Historic house in Washington, D.C., United States

Halcyon House is a Federal-style home in Washington, D.C. Located in the center of Georgetown, the house was built beginning in 1787 by the first Secretary of the Navy, Benjamin Stoddert. Its gardens were designed by Pierre L'Enfant, and for several decades in the early 19th century Halcyon House was the center of much of Washington's social life.

==History==
After the death of his wife and his finances declining, Stoddert transferred ownership of Halcyon House in 1802 to his daughter, Elizabeth Ewell, and her husband, Thomas. Thomas and Elizabeth's sixth child, Richard S. Ewell, was born in the house in 1817, and he went on to become a noted Confederate general during the American Civil War under Stonewall Jackson and Robert E. Lee. The Ewells vacated the home in 1818. A succession of owners had possession of the house over the next 80 years.

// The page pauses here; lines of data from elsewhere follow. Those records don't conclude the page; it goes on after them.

// crates/rdap-store/src/dump.rs
//
// JSON dump loader. A dump is an array of revision records in append order:
//
//   [
//     { "operation": "CREATE",
//       "timestamp": "2013-01-01T10:00:00",
//       "object": [ { "name": "inetnum", "value": "192.0.2.0 - 192.0.2.255" },
//                   { "name": "source",  "value": "TEST" } ] }
//   ]
//
// `sequence` is optional; when absent the next sequence for the record is
// assigned.

use std::fs;

use chrono::NaiveDateTime;
use serde::{Deserialize, Serialize};

use rdap_core::error::RdapError;
use rdap_core::object::RpslObject;
use rdap_core::revision::{Operation, Revision};

use crate::memory::MemoryStore;

/// One revision as it appears in a dump file.
#[derive(Debug, Clone, Serialize, Deserialize)]
pub struct DumpRecord {
    #[serde(default)]
    pub sequence: Option<u64>,
    pub operation: Operation,
    pub timestamp: NaiveDateTime,
    pub object: RpslObject,
}

/// Parse dump JSON and append every record to a fresh store.
pub fn parse_dump(json: &str) -> Result<MemoryStore, RdapError> {
    let records: Vec<DumpRecord> = serde_json::from_str(json)?;
    let store = MemoryStore::new();

    for record in records {
        match record.sequence {
            Some(sequence) => store.append(Revision {
                sequence,
                operation: record.operation,
                timestamp: record.timestamp,
                object: record.object,
            })?,
            None => {
                store.record(record.operation, record.object, record.timestamp)?;
            }
        }
    }

    Ok(store)
}

/// Read a dump file from disk into a fresh store.
pub fn load_dump(path: &str) -> Result<MemoryStore, RdapError> {
    let contents = fs::read_to_string(path)
        .map_err(|e| RdapError::Storage(format!("Failed to read dump {}: {}", path, e)))?;
    let store = parse_dump(&contents)?;
    tracing::info!("Loaded {} records from {}", store.len(), path);
    Ok(store)
}
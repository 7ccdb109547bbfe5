// crates/rdap-core/src/revision.rs
//
// Historical revisions of a record. Revisions are appended by the update
// pipeline and only ever read by the resolution engine.

use std::fmt;

use chrono::NaiveDateTime;
use serde::{Deserialize, Serialize};

use crate::object::RpslObject;

/// The kind of change a revision records.
#[derive(Debug, Clone, Copy, PartialEq, Eq, Hash, Serialize, Deserialize)]
#[serde(rename_all = "UPPERCASE")]
pub enum Operation {
    Create,
    Modify,
    Delete,
}

impl fmt::Display for Operation {
    fn fmt(&self, f: &mut fmt::Formatter<'_>) -> fmt::Result {
        match self {
            Operation::Create => write!(f, "CREATE"),
            Operation::Modify => write!(f, "MODIFY"),
            Operation::Delete => write!(f, "DELETE"),
        }
    }
}

/// One historical state of a record.
#[derive(Debug, Clone, PartialEq, Eq, Serialize, Deserialize)]
pub struct Revision {
    /// Monotonic per key and source.
    pub sequence: u64,
    pub operation: Operation,
    /// Wall-clock time on the origin system.
    pub timestamp: NaiveDateTime,
    /// Object state after the change. For a DELETE this is the last state.
    pub object: RpslObject,
}

impl Revision {
    pub fn is_delete(&self) -> bool {
        self.operation == Operation::Delete
    }
}
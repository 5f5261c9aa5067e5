//! Content-addressed profile registry: storage of uploaded profile source
//! bytes plus a fingerprint over the compiled on-wire instruction set.

pub mod error;
pub mod frame;
pub mod profile;

pub use error::ProfileError;
pub use frame::{CompiledFrames, ShotDescHeader, ShotExtFrame, ShotFrame, ShotTail};
pub use profile::{
    compile, ExtendedLimit, LastUploadedStore, Profile, ProfileDocument, ProfileId, ProfileRegistry,
    ProfileStep, FORMAT_TAG_V1,
};
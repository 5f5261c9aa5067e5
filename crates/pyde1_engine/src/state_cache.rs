//! Live cache of the DE1's last observed machine state and role
//! availabilities, kept current by subscribing to the bus. Bridges the
//! device layer's events into the Sequence Recorder's
//! `ResourceSnapshotProvider` seam without the store crate depending on
//! the device manager.

use std::sync::{Arc, RwLock};

use pyde1_core::message::{Availability, DeviceRole, EventPayload, MachineState, Substate};
use pyde1_core::EventBus;
use pyde1_store::ResourceSnapshotProvider;

#[derive(Debug, Clone, Copy, Default)]
struct Snapshot {
    active_state: Option<MachineState>,
    substate: Option<Substate>,
    de1_availability: Option<Availability>,
    scale_availability: Option<Availability>,
    thermometer_availability: Option<Availability>,
}

/// Subscribes to `StateUpdate` and `DeviceAvailability` events and keeps
/// the latest of each in memory, for the `/de1/state` read path and for
/// the recorder's per-sequence resource snapshot.
pub struct DeviceStateCache {
    snapshot: Arc<RwLock<Snapshot>>,
}

impl DeviceStateCache {
    pub fn spawn(bus: EventBus) -> Self {
        let snapshot = Arc::new(RwLock::new(Snapshot::default()));
        let task_snapshot = snapshot.clone();
        tokio::spawn(async move {
            let mut sub = bus.subscribe(Some(vec!["StateUpdate", "DeviceAvailability"]));
            while let Some(event) = sub.recv().await {
                match event.payload {
                    EventPayload::StateUpdate(payload) => {
                        let mut snapshot = task_snapshot.write().expect("state cache lock poisoned");
                        snapshot.active_state = Some(payload.state);
                        snapshot.substate = Some(payload.substate);
                    }
                    EventPayload::DeviceAvailability(payload) => {
                        let mut snapshot = task_snapshot.write().expect("state cache lock poisoned");
                        match payload.role {
                            DeviceRole::De1 => snapshot.de1_availability = Some(payload.availability),
                            DeviceRole::Scale => snapshot.scale_availability = Some(payload.availability),
                            DeviceRole::Thermometer => {
                                snapshot.thermometer_availability = Some(payload.availability)
                            }
                            DeviceRole::Other => {}
                        }
                    }
                    _ => {}
                }
            }
        });
        DeviceStateCache { snapshot }
    }

    /// `GET /de1/state` — `{state, substate}`, `None` until the first
    /// `StateUpdate` arrives.
    pub fn state(&self) -> (Option<MachineState>, Option<Substate>) {
        let snapshot = self.snapshot.read().expect("state cache lock poisoned");
        (snapshot.active_state, snapshot.substate)
    }
}

impl ResourceSnapshotProvider for DeviceStateCache {
    fn active_state(&self) -> Option<MachineState> {
        self.snapshot.read().expect("state cache lock poisoned").active_state
    }

    fn resource_snapshot(&self) -> serde_json::Value {
        let snapshot = self.snapshot.read().expect("state cache lock poisoned");
        serde_json::json!({
            "substate": snapshot.substate,
            "de1_availability": snapshot.de1_availability,
            "scale_availability": snapshot.scale_availability,
            "thermometer_availability": snapshot.thermometer_availability,
        })
    }
}

#[cfg(test)]
mod test {
    use super::*;
    use pyde1_core::message::{ConnectivityPayload, DeviceAvailabilityPayload, StateUpdatePayload};

    #[tokio::test]
    async fn state_update_events_populate_the_cache() {
        let bus = EventBus::new();
        let cache = DeviceStateCache::spawn(bus.clone());

        bus.publish(
            "de1",
            EventPayload::StateUpdate(StateUpdatePayload {
                state: MachineState::Espresso,
                substate: Substate::Pour,
            }),
        );
        bus.publish(
            "de1",
            EventPayload::DeviceAvailability(DeviceAvailabilityPayload {
                role: DeviceRole::De1,
                availability: Availability::Ready,
                failure_reason: None,
            }),
        );
        // Unrelated event kinds are ignored.
        bus.publish(
            "de1",
            EventPayload::Connectivity(ConnectivityPayload {
                role: DeviceRole::De1,
                connected: true,
            }),
        );

        tokio::time::sleep(std::time::Duration::from_millis(20)).await;
        assert_eq!(cache.state(), (Some(MachineState::Espresso), Some(Substate::Pour)));
        assert_eq!(cache.active_state(), Some(MachineState::Espresso));
    }
}
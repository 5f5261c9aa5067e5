//! Shared vocabulary for the pyde1 workspace: the event bus, the typed
//! event payloads that travel on it, the error taxonomy every other crate
//! converts into, and the configuration record loaded at process start.

pub mod bus;
pub mod config;
pub mod error;
pub mod message;

pub use bus::{EventBus, Subscription};
pub use config::PyDe1Config;
pub use error::{DeviceError, PyDe1Error, PyDe1Result, SequencerError, StoreError, ValidationError};
pub use message::{Event, EventPayload};
//! Pre-sequence ring buffer, write-ahead-logged sequence/event store, and
//! legacy export: the Sequence Recorder subsystem in full. The store's
//! `rusqlite` connection is owned exclusively by a dedicated background
//! thread spawned from [`store::Store::open`]; every other component talks
//! to it only through the [`store::Store`] handle.

pub mod export;
pub mod recorder;
pub mod ring_buffer;
pub mod schema;
pub mod store;

pub use export::{render as render_export, ShotSampleRow};
pub use recorder::{NullResourceSnapshotProvider, ResourceSnapshotProvider, SequenceRecorder};
pub use ring_buffer::RingBuffer;
pub use store::{SequenceClose, SequenceSnapshot, Store, StoreBackedLastUploaded};
fn apply_fresh_schema(conn: &mut Connection) -> PyDe1Result<()> {
    conn.execute_batch(&schema::create_all_sql())
        .map_err(|e| PyDe1Error::Store(StoreError::Backend(e.to_string())))?;
    conn.pragma_update(None, "user_version", REQUIRED_SCHEMA_VERSION)
        .map_err(|e| PyDe1Error::Store(StoreError::Backend(e.to_string())))?;
    Ok(())
}

fn backup_store_file(path: &Path) -> PyDe1Result<()> {
    let stamp = Utc::now().format("%Y%m%d_%H%M");
    let backup_path: PathBuf = {
        let mut name = path.as_os_str().to_os_string();
        name.push(format!(".{stamp}"));
        PathBuf::from(name)
    };
    std::fs::copy(path, &backup_path).map_err(|e| {
        PyDe1Error::Store(StoreError::Backend(format!(
            "could not back up store before schema upgrade: {e}"
        )))
    })?;
    info!(backup = %backup_path.display(), "backed up store before schema upgrade");
    Ok(())
}

fn writer_loop(conn: Connection, rx: std_mpsc::Receiver<Command>) {
    loop {
        let first = match rx.recv_timeout(BATCH_INTERVAL) {
            Ok(command) => command,
            Err(std_mpsc::RecvTimeoutError::Timeout) => continue,
            Err(std_mpsc::RecvTimeoutError::Disconnected) => break,
        };
        let mut batch = vec![first];
        while batch.len() < MAX_BATCH {
            match rx.try_recv() {
                Ok(command) => batch.push(command),
                Err(_) => break,
            }
        }
        apply_batch(&conn, batch);
    }
    debug!("store writer thread exiting, channel closed");
}

fn apply_batch(conn: &Connection, batch: Vec<Command>) {
    if let Err(e) = conn.execute_batch("BEGIN IMMEDIATE") {
        error!(error = %e, "could not begin store write batch");
        return;
    }
    for command in batch {
        match command {
            Command::InsertSequence(snapshot, reply) => {
                let _ = reply.send(insert_sequence(conn, &snapshot));
            }
            Command::CloseSequence(close, reply) => {
                let _ = reply.send(close_sequence(conn, &close));
            }
            Command::InsertEvent(event, reply) => {
                let _ = reply.send(insert_event(conn, &event));
            }
            Command::InsertProfile(profile, reply) => {
                let _ = reply.send(insert_profile(conn, &profile));
            }
            Command::GetProfile(id, reply) => {
                let _ = reply.send(get_profile(conn, &id));
            }
            Command::GetAllProfiles(reply) => {
                let _ = reply.send(get_all_profiles(conn).unwrap_or_else(|e| {
                    error!(error = %e, "could not load persisted profiles");
                    Vec::new()
                }));
            }
            Command::GetLastUploaded(reply) => {
                let _ = reply.send(get_hkv(conn, "profile", "last_uploaded"));
            }
            Command::SetLastUploaded(id, reply) => {
                if let Err(e) = set_hkv(conn, "profile", "last_uploaded", &id) {
                    warn!(error = %e, "could not persist last-uploaded profile id");
                }
                let _ = reply.send(());
            }
            Command::ExportSequence(id, reply) => {
                let _ = reply.send(export_sequence(conn, id));
            }
            Command::Flush(reply) => {
                let _ = reply.send(());
            }
        }
    }
    if let Err(e) = conn.execute_batch("COMMIT") {
        error!(error = %e, "could not commit store write batch");
    }
}

fn insert_sequence(conn: &Connection, snapshot: &SequenceSnapshot) -> PyDe1Result<()> {
    conn.execute(
        "INSERT INTO sequence (id, active_state, start_sequence, profile_id, profile_assumed, resource_snapshot)
         VALUES (?1, ?2, ?3, ?4, ?5, ?6)",
        params![
            snapshot.id.to_string(),
            snapshot.active_state,
            snapshot.start_sequence.to_rfc3339(),
            snapshot.profile_id,
            snapshot.profile_assumed as i64,
            snapshot.resource_snapshot.to_string(),
        ],
    )
    .map_err(|e| PyDe1Error::Store(StoreError::Backend(e.to_string())))?;
    Ok(())
}

fn close_sequence(conn: &Connection, close: &SequenceClose) -> PyDe1Result<()> {
    conn.execute(
        "UPDATE sequence SET start_flow = ?2, end_flow = ?3, end_sequence = ?4 WHERE id = ?1",
        params![
            close.id.to_string(),
            close.start_flow.map(|t| t.to_rfc3339()),
            close.end_flow.map(|t| t.to_rfc3339()),
            close.end_sequence.to_rfc3339(),
        ],
    )
    .map_err(|e| PyDe1Error::Store(StoreError::Backend(e.to_string())))?;
    Ok(())
}

/// Table each event kind is persisted to, mirroring the store layout's
/// per-event-table list.
fn table_for(payload: &EventPayload) -> &'static str {
    match payload {
        EventPayload::StateUpdate(_) => "state_update",
        EventPayload::ShotSample(_) => "shot_sample_with_volume_update",
        EventPayload::WeightAndFlow(_) => "weight_and_flow_update",
        EventPayload::WaterLevel(_) => "water_level_update",
        EventPayload::SequencerGate(_) => "sequencer_gate_notification",
        EventPayload::StopAt(_) => "stop_at_notification",
        EventPayload::ScaleTare(_) => "scale_tare_seen",
        EventPayload::AutoTare(_) => "auto_tare_notification",
        EventPayload::ScaleButton(_) => "scale_button_press",
        EventPayload::Connectivity(_) => "connectivity_change",
        EventPayload::DeviceAvailability(_) => "device_availability",
        EventPayload::DeviceChanged(_) => "scale_change",
        EventPayload::BlueDotUpdate(_) => "bluedot_update",
    }
}

fn insert_event(conn: &Connection, event: &Event) -> PyDe1Result<()> {
    let table = table_for(&event.payload);
    let header = &event.header;
    let result = match &event.payload {
        EventPayload::StateUpdate(p) => conn.execute(
            &format!("INSERT INTO {table} (sequence_id, version, sender, arrival_time, create_time, event_time, state, substate) VALUES (?1,?2,?3,?4,?5,?6,?7,?8)"),
            params![header.sequence_id.to_string(), header.version, header.sender, header.arrival_time.to_rfc3339(), header.create_time.to_rfc3339(), header.event_time as i64, format!("{:?}", p.state), format!("{:?}", p.substate)],
        ),
        EventPayload::ShotSample(p) => conn.execute(
            &format!("INSERT INTO {table} (sequence_id, version, sender, arrival_time, create_time, event_time, sample_time, group_pressure, group_flow, mix_temp, head_temp, volume_pour) VALUES (?1,?2,?3,?4,?5,?6,?7,?8,?9,?10,?11,?12)"),
            params![header.sequence_id.to_string(), header.version, header.sender, header.arrival_time.to_rfc3339(), header.create_time.to_rfc3339(), header.event_time as i64, p.sample_time, p.group_pressure, p.group_flow, p.mix_temp, p.head_temp, p.volume_pour],
        ),
        EventPayload::WeightAndFlow(p) => conn.execute(
            &format!("INSERT INTO {table} (sequence_id, version, sender, arrival_time, create_time, event_time, current_weight, current_weight_time, average_flow) VALUES (?1,?2,?3,?4,?5,?6,?7,?8,?9)"),
            params![header.sequence_id.to_string(), header.version, header.sender, header.arrival_time.to_rfc3339(), header.create_time.to_rfc3339(), header.event_time as i64, p.current_weight, p.current_weight_time, p.average_flow],
        ),
        EventPayload::WaterLevel(p) => conn.execute(
            &format!("INSERT INTO {table} (sequence_id, version, sender, arrival_time, create_time, event_time, level_mm, low_water_threshold_mm) VALUES (?1,?2,?3,?4,?5,?6,?7,?8)"),
            params![header.sequence_id.to_string(), header.version, header.sender, header.arrival_time.to_rfc3339(), header.create_time.to_rfc3339(), header.event_time as i64, p.level_mm, p.low_water_threshold_mm],
        ),
        EventPayload::SequencerGate(p) => conn.execute(
            &format!("INSERT INTO {table} (sequence_id, version, sender, arrival_time, create_time, event_time, gate, state, reason) VALUES (?1,?2,?3,?4,?5,?6,?7,?8,?9)"),
            params![header.sequence_id.to_string(), header.version, header.sender, header.arrival_time.to_rfc3339(), header.create_time.to_rfc3339(), header.event_time as i64, format!("{:?}", p.gate), format!("{:?}", p.state), p.reason.map(|r| format!("{r:?}"))],
        ),
        EventPayload::StopAt(p) => conn.execute(
            &format!("INSERT INTO {table} (sequence_id, version, sender, arrival_time, create_time, event_time, kind, action, target, current) VALUES (?1,?2,?3,?4,?5,?6,?7,?8,?9,?10)"),
            params![header.sequence_id.to_string(), header.version, header.sender, header.arrival_time.to_rfc3339(), header.create_time.to_rfc3339(), header.event_time as i64, format!("{:?}", p.kind), format!("{:?}", p.action), p.target, p.current],
        ),
        EventPayload::ScaleTare(p) => conn.execute(
            &format!("INSERT INTO {table} (sequence_id, version, sender, arrival_time, create_time, event_time, weight_at_tare) VALUES (?1,?2,?3,?4,?5,?6,?7)"),
            params![header.sequence_id.to_string(), header.version, header.sender, header.arrival_time.to_rfc3339(), header.create_time.to_rfc3339(), header.event_time as i64, p.weight_at_tare],
        ),
        EventPayload::AutoTare(p) => conn.execute(
            &format!("INSERT INTO {table} (sequence_id, version, sender, arrival_time, create_time, event_time, action) VALUES (?1,?2,?3,?4,?5,?6,?7)"),
            params![header.sequence_id.to_string(), header.version, header.sender, header.arrival_time.to_rfc3339(), header.create_time.to_rfc3339(), header.event_time as i64, format!("{:?}", p.action)],
        ),
        EventPayload::ScaleButton(p) => conn.execute(
            &format!("INSERT INTO {table} (sequence_id, version, sender, arrival_time, create_time, event_time, button) VALUES (?1,?2,?3,?4,?5,?6,?7)"),
            params![header.sequence_id.to_string(), header.version, header.sender, header.arrival_time.to_rfc3339(), header.create_time.to_rfc3339(), header.event_time as i64, format!("{:?}", p.button)],
        ),
        EventPayload::Connectivity(p) => conn.execute(
            &format!("INSERT INTO {table} (sequence_id, version, sender, arrival_time, create_time, event_time, role, connected) VALUES (?1,?2,?3,?4,?5,?6,?7,?8)"),
            params![header.sequence_id.to_string(), header.version, header.sender, header.arrival_time.to_rfc3339(), header.create_time.to_rfc3339(), header.event_time as i64, p.role.to_string(), p.connected as i64],
        ),
        EventPayload::DeviceAvailability(p) => conn.execute(
            &format!("INSERT INTO {table} (sequence_id, version, sender, arrival_time, create_time, event_time, role, availability, failure_reason) VALUES (?1,?2,?3,?4,?5,?6,?7,?8,?9)"),
            params![header.sequence_id.to_string(), header.version, header.sender, header.arrival_time.to_rfc3339(), header.create_time.to_rfc3339(), header.event_time as i64, p.role.to_string(), format!("{:?}", p.availability), p.failure_reason],
        ),
        EventPayload::DeviceChanged(p) => conn.execute(
            &format!("INSERT INTO {table} (sequence_id, version, sender, arrival_time, create_time, event_time, role, specific_class) VALUES (?1,?2,?3,?4,?5,?6,?7,?8)"),
            params![header.sequence_id.to_string(), header.version, header.sender, header.arrival_time.to_rfc3339(), header.create_time.to_rfc3339(), header.event_time as i64, p.role.to_string(), p.specific_class],
        ),
        EventPayload::BlueDotUpdate(p) => conn.execute(
            &format!("INSERT INTO {table} (sequence_id, version, sender, arrival_time, create_time, event_time, label, value) VALUES (?1,?2,?3,?4,?5,?6,?7,?8)"),
            params![header.sequence_id.to_string(), header.version, header.sender, header.arrival_time.to_rfc3339(), header.create_time.to_rfc3339(), header.event_time as i64, p.label, p.value],
        ),
    };
    result
        .map(|_| ())
        .map_err(|e| PyDe1Error::Store(StoreError::Backend(e.to_string())))
}
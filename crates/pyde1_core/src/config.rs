//! Typed configuration record with defaults, loaded from the YAML surface
//! by explicit field extraction. Unknown keys are warned, not errored, per
//! the dynamic-configuration design note.

use std::path::Path;

use serde::{Deserialize, Serialize};
use tracing::warn;

use crate::error::{PyDe1Error, PyDe1Result, ValidationError};

#[derive(Debug, Clone, PartialEq, Serialize, Deserialize)]
#[serde(default)]
pub struct BluetoothConfig {
    pub scan_time: u64,
    pub connect_timeout: u64,
    pub disconnect_timeout: u64,
    pub reconnect_retry_count: u32,
    pub reconnect_gap: u64,
    pub id_file_directory: String,
    pub id_file_suffix: String,
}

impl Default for BluetoothConfig {
    fn default() -> Self {
        BluetoothConfig {
            scan_time: 5,
            connect_timeout: 10,
            disconnect_timeout: 5,
            reconnect_retry_count: 10,
            reconnect_gap: 5,
            id_file_directory: "/var/lib/pyde1".to_string(),
            id_file_suffix: "btid".to_string(),
        }
    }
}

#[derive(Debug, Clone, PartialEq, Serialize, Deserialize)]
#[serde(default)]
pub struct DatabaseConfig {
    pub filename: String,
    pub backup_timeout: u64,
}

impl Default for DatabaseConfig {
    fn default() -> Self {
        DatabaseConfig {
            filename: "/var/lib/pyde1/pyde1.sqlite3".to_string(),
            backup_timeout: 5,
        }
    }
}

#[derive(Debug, Clone, PartialEq, Serialize, Deserialize)]
#[serde(default)]
pub struct De1Config {
    pub line_frequency: u32,
    pub default_auto_off_time: u64,
    pub stop_at_weight_adjust: f64,
    pub max_wait_for_ready_events: u64,
    pub sequence_watchdog_timeout: u64,
}

impl Default for De1Config {
    fn default() -> Self {
        De1Config {
            line_frequency: 60,
            default_auto_off_time: 300,
            stop_at_weight_adjust: -0.07,
            max_wait_for_ready_events: 3,
            sequence_watchdog_timeout: 270,
        }
    }
}

#[derive(Debug, Clone, PartialEq, Serialize, Deserialize)]
#[serde(default)]
pub struct HttpConfig {
    pub server_host: String,
    pub server_port: u16,
    pub patch_size_limit: usize,
    pub async_timeout: u64,
    pub profile_timeout: u64,
}

impl Default for HttpConfig {
    fn default() -> Self {
        HttpConfig {
            server_host: "0.0.0.0".to_string(),
            server_port: 1234,
            patch_size_limit: 8192,
            async_timeout: 30,
            profile_timeout: 60,
        }
    }
}

#[derive(Debug, Clone, PartialEq, Serialize, Deserialize)]
#[serde(default)]
pub struct LoggingConfig {
    pub level: String,
    pub directory: String,
}

impl Default for LoggingConfig {
    fn default() -> Self {
        LoggingConfig {
            level: "info".to_string(),
            directory: "/var/log/pyde1".to_string(),
        }
    }
}

#[derive(Debug, Clone, PartialEq, Serialize, Deserialize)]
#[serde(default)]
pub struct MqttConfig {
    pub enabled: bool,
    pub host: String,
    pub port: u16,
    pub topic_root: String,
    pub client_id: String,
}

impl Default for MqttConfig {
    fn default() -> Self {
        MqttConfig {
            enabled: true,
            host: "localhost".to_string(),
            port: 1883,
            topic_root: "pyde1".to_string(),
            client_id: "pyde1".to_string(),
        }
    }
}

/// Top-level configuration record, matching the YAML surface's recognised
/// sections (`bluetooth`, `database`, `de1`, `http`, `logging`, `mqtt`).
#[derive(Debug, Clone, Default, PartialEq, Serialize, Deserialize)]
#[serde(default)]
pub struct PyDe1Config {
    pub bluetooth: BluetoothConfig,
    pub database: DatabaseConfig,
    pub de1: De1Config,
    pub http: HttpConfig,
    pub logging: LoggingConfig,
    pub mqtt: MqttConfig,
}

const KNOWN_SECTIONS: &[&str] = &["bluetooth", "database", "de1", "http", "logging", "mqtt"];

impl PyDe1Config {
    /// Parses `text` as YAML, warning (not failing) on unrecognised
    /// top-level sections or keys within a recognised section.
    pub fn from_yaml_str(text: &str) -> PyDe1Result<PyDe1Config> {
        let raw: serde_yaml::Value = serde_yaml::from_str(text).map_err(|e| {
            PyDe1Error::Validation(ValidationError::ValueError(
                "config".to_string(),
                e.to_string(),
            ))
        })?;
        warn_unknown_top_level(&raw);
        let config: PyDe1Config = serde_yaml::from_value(raw).map_err(|e| {
            PyDe1Error::Validation(ValidationError::TypeError(
                "config".to_string(),
                e.to_string(),
            ))
        })?;
        Ok(config)
    }

    pub fn load(path: &Path) -> PyDe1Result<PyDe1Config> {
        let text = std::fs::read_to_string(path).map_err(|e| {
            PyDe1Error::Validation(ValidationError::ValueError(
                path.display().to_string(),
                e.to_string(),
            ))
        })?;
        Self::from_yaml_str(&text)
    }
}

fn warn_unknown_top_level(raw: &serde_yaml::Value) {
    let Some(mapping) = raw.as_mapping() else {
        return;
    };
    for key in mapping.keys() {
        let Some(key) = key.as_str() else { continue };
        if !KNOWN_SECTIONS.contains(&key) {
            warn!(section = key, "ignoring unrecognised configuration section");
        }
    }
}

#[cfg(test)]
mod test {
    use super::*;

    #[test]
    fn defaults_match_documented_values() {
        let config = PyDe1Config::default();
        assert_eq!(config.de1.sequence_watchdog_timeout, 270);
        assert_eq!(config.de1.stop_at_weight_adjust, -0.07);
        assert_eq!(config.http.server_port, 1234);
    }

    #[test]
    fn partial_yaml_fills_remaining_defaults() {
        let yaml = "de1:\n  sequence_watchdog_timeout: 120\n";
        let config = PyDe1Config::from_yaml_str(yaml).expect("parse");
        assert_eq!(config.de1.sequence_watchdog_timeout, 120);
        assert_eq!(config.bluetooth.scan_time, 5);
    }

    #[test]
    fn unknown_section_does_not_error() {
        let yaml = "visualizer:\n  upload: true\nde1:\n  line_frequency: 50\n";
        let config = PyDe1Config::from_yaml_str(yaml).expect("unknown sections are warned, not rejected");
        assert_eq!(config.de1.line_frequency, 50);
    }
}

Halcyon House was sold in 1900 to Albert Clemens, a nephew of Mark Twain. The original structure was heavily altered over the next 38 years as Clemens renovated the house and added structures. Clemens believed that perpetually rebuilding the house would extend his life. The coach house was joined to the building, the north face and rear of the house added onto extensively with apartments, rooms were built within rooms, hallways added and then walled off, and even a small crypt added in one room. After Clemens' death, the house stood unoccupied for four years until purchased by Dorothy W. Sterling, the wife of the U.S. Ambassador to Sweden. Ownership changed again in 1951, and Georgetown University bought the property in 1961 and used it as a dormitory.

Halcyon House was purchased by architect Edmund Dreyfuss in 1966 and, as of 2009, was occupied by his son, noted sculptor John Dreyfuss. The historic home was extensively reconstructed from 1978 to 1995 to restore it to its original appearance. The house and grounds are listed on the National Register of Historic Places and during the period Dreyfuss maintained residency and ownership, served primarily as a venue for special events. Halcyon House was put on the market in 2008 for $30 million. It was re-listed in January 2010 and, as of September 20, 2010, had been on the market for 250 days and was listed at $19.5 million.

In November 2011 the Halcyon House sold for a price of $11 million to Dr. Sachiko Kuno, and Dr. Ryuji Ueno, just two weeks after the price was lowered from $15 million. The house was used as headquarters for Halcyon, a non-profit whose mission is to "accelerate the impact-driven future of business", from 2014 to 2026

In 2026, Halcyon House was acquired by Washington Commanders owner Joshua Harris, who, as of January 2026, plans to use it as a single-family house.